Pick out each line of the records that includes the string "start", and copy it.

Collected data entries:
---------------

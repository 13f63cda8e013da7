/// Solving one start board.
use super::*;

impl Solve {
    pub fn run(self) {
        let start: Board = match self.tiles.parse() {
            Ok(board) => board,
            Err(err) => fatal_error!(2, "{}", err),
        };
        let heuristic: Heuristic = match self.heuristic.parse() {
            Ok(heuristic) => heuristic,
            Err(err) => fatal_error!(2, "{}", err),
        };
        let identity: IdentityScheme = match self.identity.parse() {
            Ok(identity) => identity,
            Err(err) => fatal_error!(2, "{}", err),
        };
        let config = SearchConfig {
            max_expansions: self.max_expansions,
            ..SearchConfig::default()
        };
        if let Err(err) = config.validate() {
            fatal_error!(2, "{}", err);
        }

        let puzzle = EightPuzzle::default();

        let outcome = match puzzle.solve(start, heuristic, identity, &config) {
            Ok(outcome) => outcome,
            Err(err) => fatal_error!(1, "Search failed: {}", err),
        };

        if self.json {
            match serde_json::to_string_pretty(&outcome) {
                Ok(json) => println!("{json}"),
                Err(err) => fatal_error!(1, "Cannot encode outcome: {}", err),
            }
            return;
        }

        println!("{}", start);
        println!();
        println!("{:18}{}", "Heuristic:".bold(), heuristic);
        println!("{:18}{}", "Identity:".bold(), identity);
        match &outcome {
            SearchOutcome::Solved(report) => {
                println!("{:18}{}", "Path length:".bold(), report.path_length);
                println!("{:18}{}", "Nodes explored:".bold(), report.nodes_explored);
                println!("{:18}{:.6}s", "Time:".bold(), report.elapsed_secs);
            }
            SearchOutcome::Exhausted(metrics) => {
                println!("{:18}{}", "Result:".bold(), "unsolvable".red());
                if metrics.nodes_explored == 0 {
                    println!("{:18}wrong inversion parity", "Reason:".bold());
                }
                println!("{:18}{}", "Nodes explored:".bold(), metrics.nodes_explored);
            }
            SearchOutcome::LimitReached(metrics) => {
                println!("{:18}{}", "Result:".bold(), "expansion limit reached".yellow());
                println!("{:18}{}", "Nodes explored:".bold(), metrics.nodes_explored);
            }
        }
    }
}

---------------

▸ SOLUTION BELOW:
/// Solving one start board.
        let start: Board = match self.tiles.parse() {
        let outcome = match puzzle.solve(start, heuristic, identity, &config) {
        println!("{}", start);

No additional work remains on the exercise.